◆ To do:
When a line below contains the word "MqttPublish", copy that line.

◆ Available records:

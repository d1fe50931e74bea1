//! Turns a raw `{url, kind, data}` frame (SPEC_FULL.md §6) into a domain
//! `Event`, per §4.A.

use crate::decoder::mqtt::{self, PUBLISH_TYPE};
use crate::models::{Event, EventKind};

#[derive(Debug, Clone)]
pub enum RawFrameData {
    Text(String),
    Binary(Vec<u8>),
}

#[derive(Debug, Clone)]
pub struct RawFrame {
    pub url: String,
    pub data: RawFrameData,
}

#[derive(Debug, Clone)]
pub struct DecoderConfig {
    pub min_bin_len: usize,
    pub surface_binary: bool,
    pub surface_text: bool,
}

impl Default for DecoderConfig {
    fn default() -> Self {
        Self {
            min_bin_len: 10,
            surface_binary: false,
            surface_text: false,
        }
    }
}

fn lenient_utf8_preview(bytes: &[u8], max_len: usize) -> String {
    let slice = &bytes[..bytes.len().min(max_len)];
    String::from_utf8_lossy(slice).trim().to_string()
}

fn now_ts() -> i64 {
    chrono::Utc::now().timestamp()
}

/// Decodes a raw frame into an `Event`, or returns `None` to drop it silently
/// (heartbeats, too-short buffers, un-surfaced frame kinds).
pub fn decode(frame: &RawFrame, cfg: &DecoderConfig) -> Option<Event> {
    match &frame.data {
        RawFrameData::Binary(buf) => decode_binary(&frame.url, buf, cfg),
        RawFrameData::Text(text) => {
            if !cfg.surface_text {
                return None;
            }
            let preview: String = text.chars().take(256).collect();
            Some(Event {
                ts: now_ts(),
                kind: EventKind::WsText,
                url: frame.url.clone(),
                topic: None,
                payload_preview: Some(preview),
                length: Some(text.len()),
            })
        }
    }
}

fn decode_binary(url: &str, buf: &[u8], cfg: &DecoderConfig) -> Option<Event> {
    if mqtt::is_heartbeat(buf) {
        tracing::debug!(url, "dropping mqtt heartbeat frame");
        return None;
    }
    if buf.len() < cfg.min_bin_len {
        tracing::debug!(url, len = buf.len(), min = cfg.min_bin_len, "frame too short, dropping");
        return None;
    }

    let high_nibble = buf[0] >> 4;
    if high_nibble == PUBLISH_TYPE {
        return match mqtt::decode_publish(buf) {
            Ok(publish) => Some(Event {
                ts: now_ts(),
                kind: EventKind::MqttPublish,
                url: url.to_string(),
                topic: Some(publish.topic),
                payload_preview: Some(lenient_utf8_preview(&publish.payload, 64)),
                length: Some(publish.payload.len()),
            }),
            Err(e) => {
                tracing::debug!(url, error = %e, "malformed mqtt publish frame, dropping");
                None
            }
        };
    }

    if cfg.surface_binary {
        Some(Event {
            ts: now_ts(),
            kind: EventKind::Binary,
            url: url.to_string(),
            topic: None,
            payload_preview: None,
            length: Some(buf.len()),
        })
    } else {
        None
    }
}

#[cfg(test)]
mod tests {
    use super::*;
    use crate::decoder::mqtt::encode_publish;

    #[test]
    fn heartbeats_drop_even_when_short_buffer_allowed() {
        let cfg = DecoderConfig {
            min_bin_len: 1,
            ..Default::default()
        };
        let frame = RawFrame {
            url: "ws://x".into(),
            data: RawFrameData::Binary(vec![0xC0, 0x00]),
        };
        assert!(decode(&frame, &cfg).is_none());
    }

    #[test]
    fn short_non_heartbeat_buffer_drops() {
        let cfg = DecoderConfig::default();
        let frame = RawFrame {
            url: "ws://x".into(),
            data: RawFrameData::Binary(vec![0x30, 0x02, 0x00, 0x01]),
        };
        assert!(decode(&frame, &cfg).is_none());
    }

    #[test]
    fn publish_decodes_to_mqtt_event() {
        let cfg = DecoderConfig::default();
        let raw = encode_publish("pigeon/auctions/245/pigeons/187099", br#"{"bidid":1}"#, 0);
        let frame = RawFrame {
            url: "ws://x".into(),
            data: RawFrameData::Binary(raw),
        };
        let event = decode(&frame, &cfg).expect("should decode");
        assert_eq!(event.kind, EventKind::MqttPublish);
        assert_eq!(event.topic.as_deref(), Some("pigeon/auctions/245/pigeons/187099"));
        assert_eq!(event.payload_preview.as_deref(), Some(r#"{"bidid":1}"#));
    }
}
</content>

◆ Output for this task:
                kind: EventKind::MqttPublish,
        assert_eq!(event.kind, EventKind::MqttPublish);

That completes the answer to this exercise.